→ WORK TO BE COMPLETED
Using the entries that follow, state how many lines contain the word "TensorValue". The response is that number and nothing more.

BEGIN DATA EXTRACTS

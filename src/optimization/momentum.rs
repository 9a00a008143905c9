use std::sync::Arc;

use crate::{
    graph::{AttrValue, Graph, Input, OpHandle, TensorValue, VariableRef},
    initialization::ConstInit,
};

use super::{Algorithm, ApplyCtx, Prepared, Result, SlotStore};

/// The name of the per-variable velocity slot.
pub const MOMENTUM_SLOT: &str = "momentum";

/// Gradient descent with momentum.
///
/// Keeps one zero-initialized velocity slot per variable and performs
///
/// ```text
/// velocity  = momentum * velocity + g
/// variable -= lr * velocity
/// ```
#[derive(Debug, Clone, Copy)]
pub struct Momentum {
    learning_rate: f64,
    momentum: f64,
}

impl Momentum {
    /// Creates a new `Momentum` update rule.
    ///
    /// # Arguments
    /// * `learning_rate` - The small coefficient that modulates the amount of
    ///   training per update.
    /// * `momentum` - The velocity decay coefficient.
    ///
    /// # Returns
    /// A new `Momentum` instance.
    pub fn new(learning_rate: f64, momentum: f64) -> Self {
        Self {
            learning_rate,
            momentum,
        }
    }
}

impl Algorithm for Momentum {
    fn name(&self) -> &'static str {
        "momentum"
    }

    fn create_slots(
        &self,
        graph: &Graph,
        slots: &mut SlotStore,
        vars: &[VariableRef],
    ) -> Result<()> {
        let init = Arc::new(ConstInit::new(0.0));

        for var in vars {
            slots.get_or_create(
                MOMENTUM_SLOT,
                var,
                init.clone(),
                var.shape(),
                var.dtype(),
                graph,
            )?;
        }

        Ok(())
    }

    fn prepare(&self) -> Prepared {
        Prepared::new(self.learning_rate)
    }

    fn apply_dense(
        &self,
        ctx: &ApplyCtx<'_>,
        grad: &TensorValue,
        var: &VariableRef,
    ) -> Result<OpHandle> {
        let vel = ctx.slots.get(MOMENTUM_SLOT, var)?;
        let lr = ctx.prepared.learning_rate_for(var);
        let momentum = var.dtype().quantize(self.momentum);

        let handle = ctx.graph.add_op(
            "apply_momentum",
            vec![
                ("var".to_string(), Input::Var(var.clone())),
                ("vel".to_string(), Input::Var(vel)),
                ("grad".to_string(), Input::Tensor(grad.clone())),
            ],
            vec![
                ("lr".to_string(), AttrValue::Float(lr)),
                ("momentum".to_string(), AttrValue::Float(momentum)),
                ("use_locking".to_string(), AttrValue::Bool(ctx.use_locking)),
            ],
        )?;

        Ok(handle)
    }

    fn apply_sparse(
        &self,
        ctx: &ApplyCtx<'_>,
        values: &TensorValue,
        indices: &[usize],
        var: &VariableRef,
    ) -> Result<OpHandle> {
        let vel = ctx.slots.get(MOMENTUM_SLOT, var)?;
        let lr = ctx.prepared.learning_rate_for(var);
        let momentum = var.dtype().quantize(self.momentum);

        let handle = ctx.graph.add_op(
            "sparse_apply_momentum",
            vec![
                ("var".to_string(), Input::Var(var.clone())),
                ("vel".to_string(), Input::Var(vel)),
                ("grad".to_string(), Input::Tensor(values.clone())),
                ("indices".to_string(), Input::Indices(indices.to_vec())),
            ],
            vec![
                ("lr".to_string(), AttrValue::Float(lr)),
                ("momentum".to_string(), AttrValue::Float(momentum)),
                ("use_locking".to_string(), AttrValue::Bool(ctx.use_locking)),
            ],
        )?;

        Ok(handle)
    }
}

#[cfg(test)]
mod tests {
    use super::*;
    use crate::{
        graph::{Collection, DType},
        optimization::Optimizer,
        runtime::{FeedMap, Runtime, Session, SessionConfig},
    };

    #[test]
    fn velocity_accumulates_across_steps() {
        let graph = Arc::new(Graph::new());
        let var = graph
            .variable(
                "w",
                DType::F64,
                &[1],
                Collection::Global,
                Arc::new(ConstInit::new(0.0)),
            )
            .unwrap();

        let mut optimizer = Optimizer::new(Momentum::new(0.1, 0.9));
        optimizer
            .create_slots(&graph, std::slice::from_ref(&var))
            .unwrap();
        optimizer.prepare();

        let grad = TensorValue::new(DType::F64, vec![1.0]);
        let op = optimizer.apply_dense(&graph, &grad, &var).unwrap();

        let runtime = Arc::new(Runtime::new());
        let session = runtime.connect("local", graph.clone(), SessionConfig::default());
        session
            .assign("w", TensorValue::new(DType::F64, vec![1.0]))
            .unwrap();
        session
            .assign("w/momentum/momentum", TensorValue::new(DType::F64, vec![0.0]))
            .unwrap();

        session.run(op, &FeedMap::new()).unwrap();
        session.run(op, &FeedMap::new()).unwrap();

        // v1 = 0.9 * 0 + 1, w1 = 1 - 0.1 * v1; v2 = 0.9 * v1 + 1,
        // w2 = w1 - 0.1 * v2. Mirrors the update's arithmetic exactly.
        let v1 = 0.9 * 0.0 + 1.0;
        let v2 = 0.9 * v1 + 1.0;
        let vel = session.fetch("w/momentum/momentum").unwrap();
        assert_eq!(vel.data(), &[v2]);

        let w = session.fetch("w").unwrap();
        assert_eq!(w.data(), &[1.0 - 0.1 * v1 - 0.1 * v2]);
    }
}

END DATA EXTRACTS

→ RESULT OF THIS EXERCISE
6